**ABOUT THIS EXERCISE**
Your output should be the lines of the data that follow, reproduced exactly from the first through the line bearing "of the current-weather".

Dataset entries
______
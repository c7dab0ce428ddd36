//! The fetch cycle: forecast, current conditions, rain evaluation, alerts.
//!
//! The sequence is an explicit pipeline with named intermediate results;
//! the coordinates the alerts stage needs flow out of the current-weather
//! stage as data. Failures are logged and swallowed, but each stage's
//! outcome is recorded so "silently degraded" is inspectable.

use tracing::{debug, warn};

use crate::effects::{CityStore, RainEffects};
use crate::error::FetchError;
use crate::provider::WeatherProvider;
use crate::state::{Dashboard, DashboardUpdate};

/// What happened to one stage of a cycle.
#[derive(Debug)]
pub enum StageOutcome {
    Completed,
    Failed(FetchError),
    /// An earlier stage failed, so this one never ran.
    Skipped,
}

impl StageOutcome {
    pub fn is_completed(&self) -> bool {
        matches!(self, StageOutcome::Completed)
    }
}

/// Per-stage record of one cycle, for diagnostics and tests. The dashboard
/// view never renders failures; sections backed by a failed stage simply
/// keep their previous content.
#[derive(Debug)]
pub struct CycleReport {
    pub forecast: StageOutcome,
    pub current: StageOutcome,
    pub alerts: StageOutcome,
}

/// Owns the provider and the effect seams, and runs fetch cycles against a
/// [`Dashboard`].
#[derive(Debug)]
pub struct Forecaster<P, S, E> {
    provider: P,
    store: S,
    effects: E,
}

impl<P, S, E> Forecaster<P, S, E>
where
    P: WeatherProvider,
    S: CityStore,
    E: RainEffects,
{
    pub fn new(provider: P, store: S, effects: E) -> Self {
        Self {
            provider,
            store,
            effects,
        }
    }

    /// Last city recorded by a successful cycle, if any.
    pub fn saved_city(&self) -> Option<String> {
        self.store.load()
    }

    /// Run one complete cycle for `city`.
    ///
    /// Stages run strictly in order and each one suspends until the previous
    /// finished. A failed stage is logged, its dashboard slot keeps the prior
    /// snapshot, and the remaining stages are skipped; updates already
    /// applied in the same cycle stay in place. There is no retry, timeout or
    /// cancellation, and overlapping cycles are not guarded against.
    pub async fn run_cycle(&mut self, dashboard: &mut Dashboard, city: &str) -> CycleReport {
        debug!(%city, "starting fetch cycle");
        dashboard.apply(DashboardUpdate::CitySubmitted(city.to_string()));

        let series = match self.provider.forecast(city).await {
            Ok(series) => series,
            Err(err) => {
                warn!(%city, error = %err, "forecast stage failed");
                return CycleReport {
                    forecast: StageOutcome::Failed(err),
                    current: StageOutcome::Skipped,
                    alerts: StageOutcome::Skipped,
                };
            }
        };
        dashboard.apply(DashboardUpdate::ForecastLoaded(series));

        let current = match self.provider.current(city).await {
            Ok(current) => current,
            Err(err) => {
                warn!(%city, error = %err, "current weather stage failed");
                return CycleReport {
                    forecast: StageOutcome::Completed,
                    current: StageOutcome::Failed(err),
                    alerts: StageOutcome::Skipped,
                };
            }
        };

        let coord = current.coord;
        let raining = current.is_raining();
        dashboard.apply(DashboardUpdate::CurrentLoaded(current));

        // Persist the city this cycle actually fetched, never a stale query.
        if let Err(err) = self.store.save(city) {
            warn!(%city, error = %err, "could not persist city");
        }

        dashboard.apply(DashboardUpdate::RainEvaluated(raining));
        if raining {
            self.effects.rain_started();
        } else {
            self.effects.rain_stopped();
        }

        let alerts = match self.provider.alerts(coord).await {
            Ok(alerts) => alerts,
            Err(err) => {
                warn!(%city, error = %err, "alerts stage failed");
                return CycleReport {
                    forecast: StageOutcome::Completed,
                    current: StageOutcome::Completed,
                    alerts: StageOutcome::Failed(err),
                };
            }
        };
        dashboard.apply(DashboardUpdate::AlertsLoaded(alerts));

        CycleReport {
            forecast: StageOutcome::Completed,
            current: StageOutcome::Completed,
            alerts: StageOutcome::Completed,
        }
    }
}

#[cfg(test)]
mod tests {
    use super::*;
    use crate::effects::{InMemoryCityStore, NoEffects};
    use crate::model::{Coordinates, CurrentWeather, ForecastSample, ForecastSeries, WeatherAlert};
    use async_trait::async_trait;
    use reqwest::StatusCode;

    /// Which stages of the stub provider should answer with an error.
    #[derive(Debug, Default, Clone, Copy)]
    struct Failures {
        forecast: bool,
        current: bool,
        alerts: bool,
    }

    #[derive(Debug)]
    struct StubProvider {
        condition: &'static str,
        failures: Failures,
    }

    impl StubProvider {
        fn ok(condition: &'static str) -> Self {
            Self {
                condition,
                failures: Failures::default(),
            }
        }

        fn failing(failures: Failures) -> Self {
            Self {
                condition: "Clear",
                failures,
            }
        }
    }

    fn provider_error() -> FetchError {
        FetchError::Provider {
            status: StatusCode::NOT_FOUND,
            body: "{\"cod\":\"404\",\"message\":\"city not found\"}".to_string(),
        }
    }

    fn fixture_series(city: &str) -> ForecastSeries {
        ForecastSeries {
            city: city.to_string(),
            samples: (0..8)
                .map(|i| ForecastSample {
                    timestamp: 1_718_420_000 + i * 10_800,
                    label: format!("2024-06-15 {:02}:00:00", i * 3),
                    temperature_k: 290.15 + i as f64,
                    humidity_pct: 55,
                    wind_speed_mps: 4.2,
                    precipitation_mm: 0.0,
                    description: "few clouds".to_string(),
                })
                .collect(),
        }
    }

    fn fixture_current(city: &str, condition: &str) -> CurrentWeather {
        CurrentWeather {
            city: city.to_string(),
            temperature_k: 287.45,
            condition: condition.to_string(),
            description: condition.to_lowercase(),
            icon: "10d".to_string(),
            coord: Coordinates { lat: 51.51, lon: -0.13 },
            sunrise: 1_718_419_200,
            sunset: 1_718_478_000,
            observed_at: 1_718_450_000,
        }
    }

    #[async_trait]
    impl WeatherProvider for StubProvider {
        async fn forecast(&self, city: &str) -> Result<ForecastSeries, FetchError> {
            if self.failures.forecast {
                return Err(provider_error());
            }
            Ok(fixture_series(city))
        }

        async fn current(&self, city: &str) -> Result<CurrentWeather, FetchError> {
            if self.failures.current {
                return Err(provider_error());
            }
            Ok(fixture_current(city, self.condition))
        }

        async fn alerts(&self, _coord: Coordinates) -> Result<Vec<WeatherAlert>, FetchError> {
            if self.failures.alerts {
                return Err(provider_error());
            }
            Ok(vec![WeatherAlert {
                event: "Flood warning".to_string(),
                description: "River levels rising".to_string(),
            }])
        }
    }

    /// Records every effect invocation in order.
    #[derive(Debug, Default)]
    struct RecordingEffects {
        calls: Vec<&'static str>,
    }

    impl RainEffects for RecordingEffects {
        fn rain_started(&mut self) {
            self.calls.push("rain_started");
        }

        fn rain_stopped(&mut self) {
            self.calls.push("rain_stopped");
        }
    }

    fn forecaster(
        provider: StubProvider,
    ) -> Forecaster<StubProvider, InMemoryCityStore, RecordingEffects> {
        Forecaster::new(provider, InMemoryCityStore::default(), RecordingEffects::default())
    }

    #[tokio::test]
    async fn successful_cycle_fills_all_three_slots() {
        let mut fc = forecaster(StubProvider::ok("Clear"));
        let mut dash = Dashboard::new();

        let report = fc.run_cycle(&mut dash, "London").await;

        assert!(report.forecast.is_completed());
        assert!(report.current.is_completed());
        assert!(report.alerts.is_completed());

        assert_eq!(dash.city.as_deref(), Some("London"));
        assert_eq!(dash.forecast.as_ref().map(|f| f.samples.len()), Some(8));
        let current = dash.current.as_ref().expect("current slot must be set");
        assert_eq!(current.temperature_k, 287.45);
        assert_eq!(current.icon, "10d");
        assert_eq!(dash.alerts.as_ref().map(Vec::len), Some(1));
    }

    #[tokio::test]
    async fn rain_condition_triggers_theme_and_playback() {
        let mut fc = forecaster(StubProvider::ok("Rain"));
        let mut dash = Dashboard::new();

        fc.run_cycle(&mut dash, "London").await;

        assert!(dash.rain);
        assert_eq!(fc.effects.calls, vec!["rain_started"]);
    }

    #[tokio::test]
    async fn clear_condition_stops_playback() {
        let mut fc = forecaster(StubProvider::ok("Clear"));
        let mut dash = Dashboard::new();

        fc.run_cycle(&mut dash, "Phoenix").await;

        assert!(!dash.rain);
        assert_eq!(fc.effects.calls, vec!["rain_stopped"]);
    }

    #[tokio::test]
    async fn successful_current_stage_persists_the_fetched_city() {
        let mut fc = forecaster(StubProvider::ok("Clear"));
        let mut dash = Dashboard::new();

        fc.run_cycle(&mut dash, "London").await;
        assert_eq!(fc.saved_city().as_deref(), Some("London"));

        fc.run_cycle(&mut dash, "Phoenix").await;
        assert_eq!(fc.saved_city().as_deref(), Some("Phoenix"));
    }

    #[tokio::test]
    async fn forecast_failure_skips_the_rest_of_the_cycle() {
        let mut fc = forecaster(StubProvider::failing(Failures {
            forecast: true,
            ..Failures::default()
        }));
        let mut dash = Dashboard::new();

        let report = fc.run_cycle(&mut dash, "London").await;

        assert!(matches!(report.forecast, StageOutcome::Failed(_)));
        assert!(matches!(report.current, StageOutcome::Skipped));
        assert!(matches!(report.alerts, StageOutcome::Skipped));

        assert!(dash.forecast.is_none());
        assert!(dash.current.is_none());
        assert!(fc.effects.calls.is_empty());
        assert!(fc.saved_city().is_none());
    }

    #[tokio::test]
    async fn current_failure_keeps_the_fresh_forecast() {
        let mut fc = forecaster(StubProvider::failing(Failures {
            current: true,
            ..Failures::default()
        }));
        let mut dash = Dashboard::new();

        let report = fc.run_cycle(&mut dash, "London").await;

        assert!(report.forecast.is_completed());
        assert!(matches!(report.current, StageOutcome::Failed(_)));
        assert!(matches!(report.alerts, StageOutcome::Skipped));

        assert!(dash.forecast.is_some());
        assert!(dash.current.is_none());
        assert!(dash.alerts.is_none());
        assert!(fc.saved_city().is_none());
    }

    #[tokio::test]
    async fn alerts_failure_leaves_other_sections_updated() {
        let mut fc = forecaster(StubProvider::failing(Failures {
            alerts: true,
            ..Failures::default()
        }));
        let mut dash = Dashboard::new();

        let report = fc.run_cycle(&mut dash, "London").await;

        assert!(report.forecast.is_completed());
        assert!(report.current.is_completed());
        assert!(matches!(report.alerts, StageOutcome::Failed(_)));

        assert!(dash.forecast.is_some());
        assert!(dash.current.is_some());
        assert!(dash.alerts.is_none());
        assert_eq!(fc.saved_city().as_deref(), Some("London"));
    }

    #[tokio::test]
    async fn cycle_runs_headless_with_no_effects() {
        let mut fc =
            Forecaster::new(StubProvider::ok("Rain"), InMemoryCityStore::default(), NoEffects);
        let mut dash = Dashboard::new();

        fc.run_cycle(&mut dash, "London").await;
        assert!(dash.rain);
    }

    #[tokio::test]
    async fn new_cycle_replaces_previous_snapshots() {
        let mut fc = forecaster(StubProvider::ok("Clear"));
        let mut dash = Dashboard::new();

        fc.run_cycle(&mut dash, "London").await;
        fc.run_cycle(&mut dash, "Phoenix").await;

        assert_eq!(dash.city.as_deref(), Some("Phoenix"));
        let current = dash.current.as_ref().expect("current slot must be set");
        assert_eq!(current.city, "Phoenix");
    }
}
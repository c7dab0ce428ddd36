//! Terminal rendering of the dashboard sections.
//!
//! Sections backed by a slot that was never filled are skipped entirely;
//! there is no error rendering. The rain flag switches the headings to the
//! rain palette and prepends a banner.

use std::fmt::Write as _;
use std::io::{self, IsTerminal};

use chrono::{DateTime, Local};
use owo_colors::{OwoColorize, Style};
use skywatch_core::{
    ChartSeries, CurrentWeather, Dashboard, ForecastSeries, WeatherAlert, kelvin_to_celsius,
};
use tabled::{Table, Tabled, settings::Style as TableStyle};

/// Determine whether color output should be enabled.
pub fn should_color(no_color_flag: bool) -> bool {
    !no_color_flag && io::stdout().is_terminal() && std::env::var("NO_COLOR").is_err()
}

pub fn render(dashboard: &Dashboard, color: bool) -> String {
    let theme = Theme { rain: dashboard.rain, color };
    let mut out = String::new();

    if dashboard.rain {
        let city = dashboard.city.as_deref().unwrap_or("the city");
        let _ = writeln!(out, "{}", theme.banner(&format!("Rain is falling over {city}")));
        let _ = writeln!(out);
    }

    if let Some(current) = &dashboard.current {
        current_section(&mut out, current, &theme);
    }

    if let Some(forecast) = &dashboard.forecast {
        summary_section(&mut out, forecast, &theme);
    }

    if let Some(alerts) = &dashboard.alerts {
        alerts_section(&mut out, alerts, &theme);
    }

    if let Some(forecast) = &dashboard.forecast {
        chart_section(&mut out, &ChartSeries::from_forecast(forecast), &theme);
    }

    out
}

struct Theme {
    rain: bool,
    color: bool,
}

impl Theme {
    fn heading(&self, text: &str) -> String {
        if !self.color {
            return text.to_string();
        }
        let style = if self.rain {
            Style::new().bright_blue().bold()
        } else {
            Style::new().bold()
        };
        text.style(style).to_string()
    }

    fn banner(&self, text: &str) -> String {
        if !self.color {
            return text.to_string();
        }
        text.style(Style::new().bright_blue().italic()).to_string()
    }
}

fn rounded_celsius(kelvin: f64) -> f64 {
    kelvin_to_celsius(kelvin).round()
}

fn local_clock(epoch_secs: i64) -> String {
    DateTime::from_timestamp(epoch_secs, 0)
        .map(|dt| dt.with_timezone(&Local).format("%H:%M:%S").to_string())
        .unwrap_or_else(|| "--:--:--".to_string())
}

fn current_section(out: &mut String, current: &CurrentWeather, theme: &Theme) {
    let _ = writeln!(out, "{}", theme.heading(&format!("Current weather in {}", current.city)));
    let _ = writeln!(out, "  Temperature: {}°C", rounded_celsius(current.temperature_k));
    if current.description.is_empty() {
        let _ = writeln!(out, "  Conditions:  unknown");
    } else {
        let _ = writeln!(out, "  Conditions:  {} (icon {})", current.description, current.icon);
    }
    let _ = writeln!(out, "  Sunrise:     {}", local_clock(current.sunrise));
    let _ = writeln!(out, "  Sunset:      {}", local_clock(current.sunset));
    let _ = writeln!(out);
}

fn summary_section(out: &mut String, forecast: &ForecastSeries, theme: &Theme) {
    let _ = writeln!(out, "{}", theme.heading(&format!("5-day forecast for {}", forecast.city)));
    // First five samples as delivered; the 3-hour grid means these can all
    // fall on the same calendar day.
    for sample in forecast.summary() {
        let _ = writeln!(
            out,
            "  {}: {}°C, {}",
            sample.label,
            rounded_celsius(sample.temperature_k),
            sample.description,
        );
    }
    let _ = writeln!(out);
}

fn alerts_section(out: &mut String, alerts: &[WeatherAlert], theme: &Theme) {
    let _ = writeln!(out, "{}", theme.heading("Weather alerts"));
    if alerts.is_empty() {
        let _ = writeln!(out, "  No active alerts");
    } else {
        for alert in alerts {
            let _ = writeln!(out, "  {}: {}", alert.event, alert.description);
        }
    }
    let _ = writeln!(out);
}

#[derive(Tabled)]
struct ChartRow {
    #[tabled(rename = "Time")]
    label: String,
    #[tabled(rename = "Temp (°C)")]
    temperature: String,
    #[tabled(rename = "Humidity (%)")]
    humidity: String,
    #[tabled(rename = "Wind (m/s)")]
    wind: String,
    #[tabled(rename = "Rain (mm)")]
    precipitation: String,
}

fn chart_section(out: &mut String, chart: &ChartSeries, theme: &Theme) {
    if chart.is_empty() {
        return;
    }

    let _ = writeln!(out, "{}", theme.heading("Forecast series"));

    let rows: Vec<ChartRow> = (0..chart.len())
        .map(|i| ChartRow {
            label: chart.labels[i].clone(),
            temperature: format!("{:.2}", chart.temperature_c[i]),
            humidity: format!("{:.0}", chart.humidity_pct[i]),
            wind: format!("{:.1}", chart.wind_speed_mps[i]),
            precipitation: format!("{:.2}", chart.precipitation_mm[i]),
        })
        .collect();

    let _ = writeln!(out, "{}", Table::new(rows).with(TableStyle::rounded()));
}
______
**ANSWER SPACE**
repository c7dab0ce428ddd36
//! The fetch cycle: forecast, current conditions, rain evaluation, alerts.
//!
//! The sequence is an explicit pipeline with named intermediate results;
//! the coordinates the alerts stage needs flow out of the current-weather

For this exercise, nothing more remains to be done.